- Directed by: U. Kaviraj
- Starring: Aari Arujunan; Shaashvi Bala; Rajendran; Sai Dheena; Bagavathi Perumal;
- Music by: Karthik Aacharya
- Country of origin: India
- Original language: Tamil

Production
- Producer: Mohammed Abubucker
- Cinematography: J. Laxman
- Editor: U. Kaviraj
- Running time: 131 mins
- Production company: Rowther Films

Original release
- Network: Colors Tamil
- Release: March 26, 2023

= Ellaam Mela Irukuravan Paathuppan =

2023 Indian Tamil-language film

Ellaam Mela Irukuravan Paathuppan is a 2023 Indian Tamil-language science fiction comedy film directed by U. Kaviraj. The film stars Aari Arujunan and Shaashvi Bala in the lead roles, with Rajendran, Sai Dheena and Bagavathi Perumal in supporting roles. Produced by Rowther Films, it was released on 26 March 2023 in a direct television premiere via Colors Tamil.

Prior to its release, the film was widely promoted as the "first Tamil alien film", despite MGR starring Kalai Arasi (1963) being the first.

== Plot ==
Ragu is a jobless Engineering graduate, who has no place to stay and seeks refugee with his native place friend Aravind Samy. He works in a restaurant as a cook along with Thirunavukarasu, Mani and Vasudevan, who share the same room. Ragu also has a girlfriend who works as a makeup artist for a superstar in the cinema industry. One night while going near the room of assumed dead son of the restaurant Ragu finds a mysterious device and acquires superhuman powers.

But while he is sleeping his roommates find it and discover their physical inabilities like stammering for thiruna, amnesia for mani, anosmia and ageusia for Vasu has healed while holding the device. They fight for its hold and breaks it into four pieces. Since it is broken it does not provide super powers to any one but highly elevated their weakness. Ragu gets a sharp eye sight, Thiruna gets the ability to speak all languages, Mani remembers even his past lifetimes and Vasu has elevated sense of smelling.

For the loan brought on name of restaurant, a ruthless Loan Shark Raajali holds Aravind as captive and demanded 20 Lakh rupees in three days. Mani remembering he used to work for him as the broker who used to bring women for Raajali to have hot sex with, came up with an idea to steal money from Raajali itself and payback the debt. After they successfully steal the money by using a woman worker in the restaurant to have steamy sex with Raajali, they release Aravind but later Raajali found he has been cheated and went to kill the gang. The team as self defense counterattack and beat him to death and flee the crime scene. While fleeing they were shocked as they hit Karuna, son of the restaurant owner who is assumed dead.
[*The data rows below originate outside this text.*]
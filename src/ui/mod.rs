//! Two-button menu UI on the built-in panel.
//!
//! ```text
//!   InputPort ──▶ ButtonDriver ×2 ──▶ (ButtonId, ButtonEvent)
//!                                           │ command_for()
//!                                           ▼
//!                                      AppCommand ──▶ DeviceService
//!
//!   display-refresh task ──▶ render_tick() ──▶ Renderer::render(Screen)
//! ```
//!
//! The controller owns the menu selection and the scan results.  The
//! sampled values stay with their samplers; rendering only touches their
//! `last_rendered` marks.

use core::fmt;

use crate::app::commands::AppCommand;
use crate::app::ports::{InputPort, MAX_SCAN_RESULTS, NetworkSummary, Renderer};
use crate::drivers::button::{ButtonDriver, ButtonEvent, ButtonId};
use crate::sensors::ObservedValue;
use crate::sensors::battery::BatteryReading;
use crate::sensors::water_level::WaterLevel;

/// Formatted wall-clock text, e.g. `2024-05-01 14:03:12`.
pub type ClockText = heapless::String<24>;

#[derive(Debug, Clone, Copy, PartialEq, Eq)]
pub enum Menu {
    Instructions,
    WaterLevel,
    WifiScan,
    BatteryInfo,
    DeepSleep,
}

/// What the panel should show.  Borrowed data lives in the controller or
/// the samplers for the duration of one render call.
#[derive(Debug, Clone, PartialEq)]
pub enum Screen<'a> {
    Instructions,
    WaterLevel(Option<WaterLevel>),
    Battery(Option<BatteryReading>),
    WifiScan(&'a [NetworkSummary]),
    GoingToSleep,
    Clock(&'a str),
}

impl fmt::Display for Screen<'_> {
    fn fmt(&self, f: &mut fmt::Formatter<'_>) -> fmt::Result {
        match self {
            Self::Instructions => {
                writeln!(f, "LeftButton: [Water Level]")?;
                writeln!(f, "LeftButtonLongPress: [WiFi Scan]")?;
                writeln!(f, "RightButton: [Battery Info]")?;
                write!(f, "RightButtonLongPress: [Deep Sleep]")
            }
            Self::WaterLevel(level) => {
                writeln!(f, "Water Level is")?;
                write!(f, "{}", level.map_or("--", WaterLevel::label))
            }
            Self::Battery(None) => write!(f, "Battery\n--"),
            Self::Battery(Some(r)) => {
                if r.is_charging() {
                    writeln!(f, "Charge: charging...")?;
                } else {
                    writeln!(f, "Charge: {}%", r.charge_pct)?;
                }
                write!(f, "Voltage: {:.2}V", r.volts())
            }
            Self::WifiScan([]) => write!(f, "Scan Network\nno networks found"),
            Self::WifiScan(networks) => {
                write!(f, "Scan Network")?;
                for n in networks.iter() {
                    write!(f, "\n{} ({})", n.ssid, n.rssi)?;
                }
                Ok(())
            }
            Self::GoingToSleep => write!(f, "Press again to wake up"),
            Self::Clock(text) => write!(f, "{}", text),
        }
    }
}

/// Fixed button map.
pub const fn command_for(button: ButtonId, event: ButtonEvent) -> AppCommand {
    match (button, event) {
        (ButtonId::Left, ButtonEvent::Click) => AppCommand::ShowMenu(Menu::WaterLevel),
        (ButtonId::Left, ButtonEvent::LongClick) => AppCommand::WifiScan,
        (ButtonId::Left, ButtonEvent::DoubleClick) => AppCommand::TruncateLog,
        (ButtonId::Right, ButtonEvent::Click) => AppCommand::ShowMenu(Menu::BatteryInfo),
        (ButtonId::Right, ButtonEvent::LongClick) => AppCommand::SleepNow,
        (ButtonId::Right, ButtonEvent::DoubleClick) => AppCommand::PublishLog,
    }
}

pub struct UiController {
    left: ButtonDriver,
    right: ButtonDriver,
    menu: Menu,
    menu_dirty: bool,
    networks: heapless::Vec<NetworkSummary, MAX_SCAN_RESULTS>,
    clock: ObservedValue<ClockText>,
}

impl UiController {
    pub const fn new() -> Self {
        Self {
            left: ButtonDriver::new(ButtonId::Left),
            right: ButtonDriver::new(ButtonId::Right),
            menu: Menu::Instructions,
            menu_dirty: true,
            networks: heapless::Vec::new(),
            clock: ObservedValue::new(),
        }
    }

    pub fn menu(&self) -> Menu {
        self.menu
    }

    /// Both buttons idle: no gesture needs fast polling.
    pub fn is_idle(&self) -> bool {
        self.left.is_idle() && self.right.is_idle()
    }

    /// Sample both buttons and return completed gestures.
    pub fn poll_buttons(
        &mut self,
        input: &impl InputPort,
        now_ms: u32,
    ) -> heapless::Vec<(ButtonId, ButtonEvent), 2> {
        let mut events = heapless::Vec::new();
        for driver in [&mut self.left, &mut self.right] {
            let id = driver.id();
            if let Some(ev) = driver.tick(input.is_pressed(id), now_ms) {
                // capacity is one slot per button
                let _ = events.push((id, ev));
            }
        }
        events
    }

    /// Switch menus.  The new screen draws on the next refresh even when
    /// its value has not changed.
    pub fn show(&mut self, menu: Menu) {
        if menu != self.menu {
            log::info!("UI: menu {:?}", menu);
        }
        self.menu = menu;
        self.menu_dirty = true;
    }

    pub fn set_networks(&mut self, networks: heapless::Vec<NetworkSummary, MAX_SCAN_RESULTS>) {
        self.networks = networks;
    }

    pub fn networks(&self) -> &[NetworkSummary] {
        &self.networks
    }

    /// Force a full redraw (display just powered on).
    pub fn invalidate(&mut self) {
        self.menu_dirty = true;
        self.clock.invalidate_render();
    }

    /// Periodic refresh: draw the active menu only if what it shows differs
    /// from what is on the panel.
    pub fn render_tick(
        &mut self,
        display: &mut impl Renderer,
        water: &mut ObservedValue<WaterLevel>,
        battery: &mut ObservedValue<BatteryReading>,
    ) {
        let dirty = core::mem::take(&mut self.menu_dirty);
        match self.menu {
            Menu::Instructions if dirty => display.render(&Screen::Instructions),
            Menu::WifiScan if dirty => display.render(&Screen::WifiScan(&self.networks)),
            Menu::DeepSleep if dirty => display.render(&Screen::GoingToSleep),
            Menu::WaterLevel if dirty || water.needs_render() => {
                display.render(&Screen::WaterLevel(water.current().copied()));
                water.mark_rendered();
            }
            Menu::BatteryInfo if dirty || battery.needs_render() => {
                display.render(&Screen::Battery(battery.current().copied()));
                battery.mark_rendered();
            }
            _ => {}
        }
    }

    /// Clock task: record the current wall-clock text and draw it when it
    /// changed.
    pub fn clock_tick(&mut self, display: &mut impl Renderer, now: Option<ClockText>) {
        let Some(text) = now else {
            return;
        };
        self.clock.record(text);
        if self.clock.needs_render() {
            if let Some(current) = self.clock.current() {
                display.render(&Screen::Clock(current));
            }
            self.clock.mark_rendered();
        }
    }
}

impl Default for UiController {
    fn default() -> Self {
        Self::new()
    }
}
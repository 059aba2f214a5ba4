// DANS : src/bin/close_empty_accounts.rs
// Ferme les comptes de tokens vides du wallet (hors wSOL) et récupère la rent.

use anyhow::Result;
use sniper::{
    config::Config,
    monitoring::logging::setup_logging,
    rpc::ResilientRpcClient,
    wallet::cleanup::{close_token_accounts, list_empty_token_accounts},
};
use solana_sdk::signer::Signer;
use tracing::info;

#[tokio::main]
async fn main() -> Result<()> {
    let config = Config::load()?;
    setup_logging(config.log_json);

    let payer = config.keypair()?;
    let rpc = ResilientRpcClient::new(config.solana_rpc_url.clone(), config.rpc_max_retries, config.rpc_retry_delay_ms);

    let empty_accounts = list_empty_token_accounts(&rpc, &payer.pubkey()).await?;
    if empty_accounts.is_empty() {
        info!(wallet = %payer.pubkey(), "Aucun compte de token vide à fermer.");
        return Ok(());
    }
    info!(wallet = %payer.pubkey(), count = empty_accounts.len(), "Comptes vides à fermer.");

    let report = close_token_accounts(&rpc, &payer, &empty_accounts, config.close_delay()).await;
    info!(closed = report.closed.len(), failed = report.failed.len(), "Nettoyage terminé.");

    Ok(())
}
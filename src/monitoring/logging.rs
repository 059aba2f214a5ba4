// DANS : src/monitoring/logging.rs
use tracing_subscriber::fmt::format::FmtSpan;
use tracing_subscriber::EnvFilter;

/// Installe le subscriber global. À appeler une seule fois, au démarrage du binaire.
pub fn setup_logging(json: bool) {
    // RUST_LOG, "info" par défaut.
    let filter = EnvFilter::try_from_default_env()
        .unwrap_or_else(|_| EnvFilter::new("info"));

    let builder = tracing_subscriber::fmt()
        .with_env_filter(filter)
        .with_span_events(FmtSpan::CLOSE)
        .with_target(true);

    if json {
        builder.json().init();
    } else {
        builder.init();
    }
}
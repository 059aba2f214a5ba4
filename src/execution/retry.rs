// DANS : src/execution/retry.rs

use crate::errors::{SniperError, SniperResult};
use std::future::Future;
use std::time::Duration;
use tracing::warn;

/// Politique de ré-essai bornée : `max_attempts` essais, délai doublé à chaque échec, plafonné à `max_delay`.
#[derive(Debug, Clone, Copy, PartialEq, Eq)]
pub struct RetryPolicy {
    pub max_attempts: u32,
    pub base_delay: Duration,
    pub max_delay: Duration,
}

impl Default for RetryPolicy {
    fn default() -> Self {
        Self {
            max_attempts: 10,
            base_delay: Duration::from_millis(500),
            max_delay: Duration::from_secs(10),
        }
    }
}

impl RetryPolicy {
    /// Délai à attendre après l'échec numéro `attempt` (à partir de 1).
    pub fn delay_for(&self, attempt: u32) -> Duration {
        let factor = 2u32.saturating_pow(attempt.saturating_sub(1));
        self.base_delay.saturating_mul(factor).min(self.max_delay)
    }

    /// Exécute `operation` jusqu'au succès. Seules les erreurs `is_retryable` sont ré-essayées.
    pub async fn run<T, F, Fut>(&self, label: &str, mut operation: F) -> SniperResult<T>
    where
        F: FnMut(u32) -> Fut,
        Fut: Future<Output = SniperResult<T>>,
    {
        let max_attempts = self.max_attempts.max(1);
        let mut attempt = 1;
        loop {
            match operation(attempt).await {
                Ok(value) => return Ok(value),
                Err(e) if !e.is_retryable() => return Err(e),
                Err(e) if attempt >= max_attempts => {
                    return Err(SniperError::RetriesExhausted { attempts: attempt, last: Box::new(e) });
                }
                Err(e) => {
                    let delay = self.delay_for(attempt);
                    warn!(label, attempt, max_attempts, delay_ms = delay.as_millis() as u64, error = %e, "Échec, nouvelle tentative.");
                    tokio::time::sleep(delay).await;
                    attempt += 1;
                }
            }
        }
    }
}
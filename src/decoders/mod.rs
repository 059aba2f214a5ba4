// src/decoders/mod.rs

// Décodage des comptes on-chain : pools Raydium AMM V4, marchés OpenBook, comptes SPL Token.
pub mod raydium;
pub mod spl_token_decoders;
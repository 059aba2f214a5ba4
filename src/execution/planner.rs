// DANS : src/execution/planner.rs

use crate::decoders::raydium::amm_v4::keys::{PoolInfo, PoolKeys};
use crate::errors::{SniperError, SniperResult};
use solana_sdk::pubkey::Pubkey;

// Frais de swap AMM V4, prélevés sur l'input.
const SWAP_FEE_NUMERATOR: u128 = 25;
const SWAP_FEE_DENOMINATOR: u128 = 10_000;
// Slippage en parties par milliard : 1% = 10_000_000.
const PPB_DENOMINATOR: u128 = 1_000_000_000;
const PPB_PER_PERCENT: f64 = 10_000_000.0;

/// Un montant en unités brutes, avec la précision de son token.
#[derive(Debug, Clone, Copy, PartialEq, Eq)]
pub struct TokenAmount {
    pub raw: u64,
    pub decimals: u8,
}

impl TokenAmount {
    /// Montant lisible, pour les logs.
    pub fn ui(&self) -> f64 {
        self.raw as f64 / 10f64.powi(self.decimals as i32)
    }
}

#[derive(Debug, Clone, Copy, PartialEq, Eq)]
pub struct SwapPlan {
    pub input_mint: Pubkey,
    pub output_mint: Pubkey,
    pub amount_in: TokenAmount,
    /// Sortie théorique sans slippage (frais de pool déduits).
    pub expected_amount_out: TokenAmount,
    pub min_amount_out: TokenAmount,
}

impl SwapPlan {
    /// Vrai si l'on vend la base (base -> quote).
    pub fn is_base_in(&self, keys: &PoolKeys) -> bool {
        self.input_mint == keys.base_mint
    }
}

/// Convertit un pourcentage en parties par milliard, après validation de `[0, 100)`.
pub fn slippage_to_ppb(slippage_percent: f64) -> SniperResult<u128> {
    if !slippage_percent.is_finite() || !(0.0..100.0).contains(&slippage_percent) {
        return Err(SniperError::InvalidSlippage(slippage_percent));
    }
    Ok((slippage_percent * PPB_PER_PERCENT).round() as u128)
}

/// Sortie du produit constant pour `amount_in`, frais de swap déduits de l'input.
pub fn constant_product_out(amount_in: u64, reserve_in: u64, reserve_out: u64) -> u64 {
    if reserve_in == 0 || reserve_out == 0 {
        return 0;
    }
    let amount_in = amount_in as u128;
    let fee = amount_in * SWAP_FEE_NUMERATOR / SWAP_FEE_DENOMINATOR;
    let amount_in_with_fee = amount_in - fee;
    let denominator = reserve_in as u128 + amount_in_with_fee;
    // out < reserve_out, donc tient toujours dans un u64.
    (reserve_out as u128 * amount_in_with_fee / denominator) as u64
}

/// Calcule la direction, la sortie attendue et la sortie minimale acceptable.
///
/// Fonction pure : mêmes réserves, même plan.
pub fn plan_swap(
    keys: &PoolKeys,
    info: &PoolInfo,
    output_mint: &Pubkey,
    amount_in_raw: u64,
    slippage_percent: f64,
) -> SniperResult<SwapPlan> {
    let slippage_ppb = slippage_to_ppb(slippage_percent)?;

    let (input_mint, in_decimals, out_decimals, reserve_in, reserve_out) = if *output_mint == keys.base_mint {
        (keys.quote_mint, info.quote_decimals, info.base_decimals, info.quote_reserve, info.base_reserve)
    } else if *output_mint == keys.quote_mint {
        (keys.base_mint, info.base_decimals, info.quote_decimals, info.base_reserve, info.quote_reserve)
    } else {
        return Err(SniperError::InvalidMint { mint: *output_mint, pool: keys.id });
    };

    let expected_out = constant_product_out(amount_in_raw, reserve_in, reserve_out);
    let min_out = (expected_out as u128 * (PPB_DENOMINATOR - slippage_ppb) / PPB_DENOMINATOR) as u64;

    Ok(SwapPlan {
        input_mint,
        output_mint: *output_mint,
        amount_in: TokenAmount { raw: amount_in_raw, decimals: in_decimals },
        expected_amount_out: TokenAmount { raw: expected_out, decimals: out_decimals },
        min_amount_out: TokenAmount { raw: min_out, decimals: out_decimals },
    })
}

#[cfg(test)]
mod tests {
    use super::*;
    use crate::test_utils::{sample_pool_info, sample_pool_keys};

    #[test]
    fn test_quote_in_pinned_min_out() {
        let (base, quote) = (Pubkey::new_unique(), Pubkey::new_unique());
        let keys = sample_pool_keys(base, quote);
        let info = sample_pool_info(); // base=1_000_000, quote=500_000

        let plan = plan_swap(&keys, &info, &base, 1_000, 2.0).unwrap();

        // fee = 2, in_after_fee = 998, out = 998_000_000 / 500_998 = 1992, min = 1992 * 0.98 = 1952
        assert_eq!(plan.input_mint, quote);
        assert_eq!(plan.output_mint, base);
        assert_eq!(plan.amount_in, TokenAmount { raw: 1_000, decimals: 9 });
        assert_eq!(plan.expected_amount_out.raw, 1_992);
        assert_eq!(plan.min_amount_out, TokenAmount { raw: 1_952, decimals: 6 });
        assert!(!plan.is_base_in(&keys));
    }

    #[test]
    fn test_base_in_direction() {
        let (base, quote) = (Pubkey::new_unique(), Pubkey::new_unique());
        let keys = sample_pool_keys(base, quote);
        let plan = plan_swap(&keys, &sample_pool_info(), &quote, 10_000, 1.0).unwrap();

        // fee = 25, in = 9_975, out = 500_000 * 9_975 / 1_009_975 = 4938
        assert_eq!(plan.input_mint, base);
        assert_eq!(plan.expected_amount_out.raw, 4_938);
        assert_eq!(plan.min_amount_out.raw, 4_888);
        assert!(plan.is_base_in(&keys));
    }

    #[test]
    fn test_zero_slippage_keeps_expected_output() {
        let (base, quote) = (Pubkey::new_unique(), Pubkey::new_unique());
        let keys = sample_pool_keys(base, quote);
        let plan = plan_swap(&keys, &sample_pool_info(), &base, 1_000, 0.0).unwrap();
        assert_eq!(plan.min_amount_out.raw, plan.expected_amount_out.raw);
    }

    #[test]
    fn test_sub_basis_point_slippage_is_applied() {
        let (base, quote) = (Pubkey::new_unique(), Pubkey::new_unique());
        let keys = sample_pool_keys(base, quote);
        let info = PoolInfo { base_reserve: 10_000_000_000, quote_reserve: 10_000_000_000, ..sample_pool_info() };

        let plan = plan_swap(&keys, &info, &base, 1_000_000_000, 0.004).unwrap();

        // out = 10e9 * 997_500_000 / 10_997_500_000 = 907_024_323, min = out * (1 - 0.00004)
        assert_eq!(plan.expected_amount_out.raw, 907_024_323);
        assert_eq!(plan.min_amount_out.raw, 906_988_042);
    }

    #[test]
    fn test_fractional_percent_is_not_rounded_to_bps() {
        assert_eq!(slippage_to_ppb(1.234).unwrap(), 12_340_000);
        assert_eq!(slippage_to_ppb(0.004).unwrap(), 40_000);
        assert_eq!(slippage_to_ppb(2.0).unwrap(), 20_000_000);
    }

    #[test]
    fn test_ui_amount_uses_decimals() {
        assert_eq!(TokenAmount { raw: 1_500_000_000, decimals: 9 }.ui(), 1.5);
        assert_eq!(TokenAmount { raw: 42, decimals: 0 }.ui(), 42.0);
    }

    #[test]
    fn test_foreign_mint_is_rejected() {
        let keys = sample_pool_keys(Pubkey::new_unique(), Pubkey::new_unique());
        for _ in 0..8 {
            let err = plan_swap(&keys, &sample_pool_info(), &Pubkey::new_unique(), 1_000, 2.0).unwrap_err();
            assert!(matches!(err, SniperError::InvalidMint { pool, .. } if pool == keys.id));
        }
    }

    #[test]
    fn test_slippage_outside_range_is_rejected() {
        let (base, quote) = (Pubkey::new_unique(), Pubkey::new_unique());
        let keys = sample_pool_keys(base, quote);
        for slippage in [-0.01, -5.0, 100.0, 100.5, 1e9, f64::NAN, f64::INFINITY] {
            let err = plan_swap(&keys, &sample_pool_info(), &base, 1_000, slippage).unwrap_err();
            assert!(matches!(err, SniperError::InvalidSlippage(_)), "slippage {} accepted", slippage);
        }
        assert!(plan_swap(&keys, &sample_pool_info(), &base, 1_000, 99.99).is_ok());
    }

    #[test]
    fn test_empty_pool_quotes_zero() {
        assert_eq!(constant_product_out(1_000, 0, 500), 0);
        assert_eq!(constant_product_out(1_000, 500, 0), 0);
    }

    #[test]
    fn test_large_reserves_do_not_overflow() {
        let out = constant_product_out(u64::MAX, u64::MAX, u64::MAX);
        assert!(out < u64::MAX);
        assert!(out > u64::MAX / 3);
    }
}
Karuna explains the team that he has been abducted by aliens several times and came to know of their plan to wipe out the humanity and he steals their "Quantam" which is important to execute their plan. Meanwhile, an alien took the form of Superstar started searching for the Quantam device. With help of his girlfriend and Vasu, Ragu finds identity of the Alien and decides to kill it. But the Alien after seeing the life of Human changed its mind and decided to help the Team and wish to live in the earth. But that is intervened by another Alien who took the form of Raajali. A fight ensues, but at last they trick the alien by placing one part in fake device and manipulates them to retrieve the decoy while safely burying the remaining parts in a sewers. They even saved the good alien by switching it with real Superstar to be taken in spaceship.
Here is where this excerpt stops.